The Different Types of Shells
Here are the shells used by the Linux operating system:
· “sh” (also known as the Bourne Shell) – This is the shell originally used for Unix systems and Unix-related projects. Consider this as a basic shell: a small computer program that has limited features. When you are using a POSIX-compatible mode, Linux’s bash will mimic this shell.
· “bash” (also called the Bourne Again Shell) – This is the typical GNU shell: versatile and intuitive. Beginners are advised to use this, although advanced users can still use this as their main tool. When using Linux, bash is the default shell for ordinary users.
· “csh” (also known as C Shell) – Programmers use this shell since its syntax is similar to that of the C-programming language.
· “ksh” (also called the Korn shell) – People who are familiar with Unix systems appreciate this shell.

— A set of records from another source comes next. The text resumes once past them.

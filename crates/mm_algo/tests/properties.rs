//! Property tests over the pure algorithms: similarity bounds, aggregate
//! range, threshold membership, heuristic clamp.

use std::collections::{BTreeMap, BTreeSet};

use proptest::prelude::*;

use mm_algo::estimator::{HEURISTIC_MAX, HEURISTIC_MIN};
use mm_algo::{aggregate, estimate, extract, jaccard, EstimateInput, PlainNotes, Thresholds};
use mm_core::cards::{CardCatalog, CardEntry, CardRecord, EnergyType};
use mm_core::entities::{MatchupEstimate, MetaDeck, Rationale};
use mm_core::ids::CardName;

fn card(i: u8) -> CardName {
    format!("Card {i}").parse().unwrap()
}

fn deck(i: usize, share: f64) -> MetaDeck {
    MetaDeck {
        archetype: format!("Deck {i:02}").parse().unwrap(),
        rank: i as u32 + 1,
        meta_share: share,
        play_rate: None,
        win_rate: None,
        matchups: Default::default(),
        core_cards: Default::default(),
    }
}

fn observed(d: &MetaDeck, wr: f64) -> MatchupEstimate {
    MatchupEstimate {
        opponent: d.archetype.clone(),
        win_rate: wr,
        confidence: 1.0,
        rationale: Rationale::Observed,
        energy: None,
    }
}

fn energy() -> impl Strategy<Value = Option<EnergyType>> {
    prop::option::of(prop::sample::select(EnergyType::ALL.to_vec()))
}

proptest! {
    #[test]
    fn jaccard_is_bounded_and_symmetric(
        a in prop::collection::btree_set(0u8..20, 0..12),
        b in prop::collection::btree_set(0u8..20, 0..12),
    ) {
        let a: BTreeSet<CardName> = a.into_iter().map(card).collect();
        let b: BTreeSet<CardName> = b.into_iter().map(card).collect();
        let s = jaccard(&a, &b);
        prop_assert!((0.0..=1.0).contains(&s));
        prop_assert_eq!(s, jaccard(&b, &a));
    }

    #[test]
    fn aggregate_stays_within_estimate_range(
        rows in prop::collection::vec((0.001f64..1.0, 0.0f64..=1.0), 1..20),
    ) {
        let decks: Vec<MetaDeck> = rows.iter().enumerate().map(|(i, (s, _))| deck(i, *s)).collect();
        let scored: Vec<_> = decks.iter().zip(&rows).map(|(d, (_, wr))| (d, observed(d, *wr))).collect();
        let agg = aggregate(&scored, &decks, true).unwrap();

        let lo = rows.iter().map(|r| r.1).fold(f64::INFINITY, f64::min);
        let hi = rows.iter().map(|r| r.1).fold(f64::NEG_INFINITY, f64::max);
        prop_assert!((0.0..=1.0).contains(&agg.overall_meta_score));
        prop_assert!(agg.overall_meta_score >= lo - 1e-9 && agg.overall_meta_score <= hi + 1e-9);
        prop_assert_eq!(agg.position, Some(1));
    }

    #[test]
    fn insights_respect_thresholds_and_cap(
        rows in prop::collection::vec((0.0f64..0.3, 0.0f64..=1.0), 0..25),
    ) {
        let decks: Vec<MetaDeck> = rows.iter().enumerate().map(|(i, (s, _))| deck(i, *s)).collect();
        let scored: Vec<_> = decks.iter().zip(&rows).map(|(d, (_, wr))| (d, observed(d, *wr))).collect();
        let th = Thresholds::default();
        let out = extract(&scored, &th, &PlainNotes);

        prop_assert!(out.strengths.len() <= th.cap && out.weaknesses.len() <= th.cap);
        prop_assert!(out.strengths.iter().all(|e| e.win_rate >= th.strength));
        prop_assert!(out.weaknesses.iter().all(|e| e.win_rate <= th.weakness));
        prop_assert!(out.strengths.windows(2).all(|w| w[0].weighted >= w[1].weighted));
        prop_assert!(out.weaknesses.windows(2).all(|w| w[0].weighted <= w[1].weighted));
        prop_assert_eq!(out.suggestions.len(), out.weaknesses.len());
    }

    #[test]
    fn heuristic_is_clamped(
        lines in prop::collection::vec((1u32..5, energy(), energy()), 1..15),
        core in prop::collection::vec(prop::sample::select(EnergyType::ALL.to_vec()), 1..6),
    ) {
        let mut opponent = deck(0, 0.2);
        let mut catalog = CardCatalog::new();
        for (i, t) in core.iter().enumerate() {
            let name = card(100 + i as u8);
            catalog.insert(name.clone(), CardRecord { name: name.clone(), energy_type: Some(*t), weakness: None, resistance: None });
            opponent.core_cards.insert(name);
        }

        let cards: BTreeMap<CardName, CardEntry> = lines
            .iter()
            .enumerate()
            .map(|(i, (q, w, r))| {
                let name = card(i as u8);
                let record = CardRecord { name: name.clone(), energy_type: None, weakness: *w, resistance: *r };
                (name, CardEntry { record, quantity: *q })
            })
            .collect();

        let input = EstimateInput { self_label: None, self_table: None, self_cards: &cards, opponent: &opponent, catalog: &catalog };
        let est = estimate(&input).unwrap();
        prop_assert_eq!(est.rationale, Rationale::Heuristic);
        prop_assert!(est.win_rate >= HEURISTIC_MIN && est.win_rate <= HEURISTIC_MAX);
    }
}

· “tcsh” (also known as Turbo C Shell) - This is a superset of the C Shell, boosting the system’s speed and user-friendliness.
If you want to see an overview of the shells used in Linux systems, you may check the file /etc/shells. Here’s a screenshot:
How to Switch to a Different Shell
To accomplish this, you just need to type in the name of your preferred shell in an active terminal. The operating system will use the PATH settings to find the location of the new shell. Because shells are considered as computer programs (i.e. executable files), the active shell will start and execute the new one.
How to Determine the Shell You Are Using
You can identify the active shell using these two methods:
· Access the directory /etc/passwd and see the line for your user account.